EXERCISE:
Write the records out again, keeping each line exactly as it is.

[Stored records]
use std::{
    mem,
    panic::{AssertUnwindSafe, catch_unwind},
    sync::Arc,
    thread,
};

use parking_lot::{Mutex, const_mutex};

use crate::{ReferableAfterFree, handlers, with_handler};

/// Serializes tests which install process-wide handlers.
pub static HANDLER_LOCK: Mutex<()> = const_mutex(());

/// Runs `f` with a handler which records violations instead of raising them.
pub fn capture_violations<R>(f: impl FnOnce() -> R) -> (R, Vec<ReferableAfterFree>) {
    capture_with(false, f)
}

/// Runs `f` with a handler which records violations and then raises them like the default one,
/// catching the resulting panic.
pub fn capture_raised<R>(f: impl FnOnce() -> R) -> (thread::Result<R>, Vec<ReferableAfterFree>) {
    capture_with(true, || catch_unwind(AssertUnwindSafe(f)))
}

fn capture_with<R>(raise: bool, f: impl FnOnce() -> R) -> (R, Vec<ReferableAfterFree>) {
    let _guard = HANDLER_LOCK.lock();
    let seen = Arc::new(Mutex::new(Vec::new()));

    let result = with_handler(
        {
            let seen = seen.clone();
            move |violation: &ReferableAfterFree| {
                seen.lock().push(violation.clone());

                if raise {
                    handlers::raise(violation);
                }
            }
        },
        f,
    );

    let seen = mem::take(&mut *seen.lock());
    (result, seen)
}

EXPECTED ANSWER:
use std::{
    mem,
    panic::{AssertUnwindSafe, catch_unwind},
    sync::Arc,
    thread,
};

use parking_lot::{Mutex, const_mutex};

use crate::{ReferableAfterFree, handlers, with_handler};

/// Serializes tests which install process-wide handlers.
pub static HANDLER_LOCK: Mutex<()> = const_mutex(());

/// Runs `f` with a handler which records violations instead of raising them.
pub fn capture_violations<R>(f: impl FnOnce() -> R) -> (R, Vec<ReferableAfterFree>) {
    capture_with(false, f)
}

/// Runs `f` with a handler which records violations and then raises them like the default one,
/// catching the resulting panic.
pub fn capture_raised<R>(f: impl FnOnce() -> R) -> (thread::Result<R>, Vec<ReferableAfterFree>) {
    capture_with(true, || catch_unwind(AssertUnwindSafe(f)))
}

fn capture_with<R>(raise: bool, f: impl FnOnce() -> R) -> (R, Vec<ReferableAfterFree>) {
    let _guard = HANDLER_LOCK.lock();
    let seen = Arc::new(Mutex::new(Vec::new()));

    let result = with_handler(
        {
            let seen = seen.clone();
            move |violation: &ReferableAfterFree| {
                seen.lock().push(violation.clone());

                if raise {
                    handlers::raise(violation);
                }
            }
        },
        f,
    );

    let seen = mem::take(&mut *seen.lock());
    (result, seen)
}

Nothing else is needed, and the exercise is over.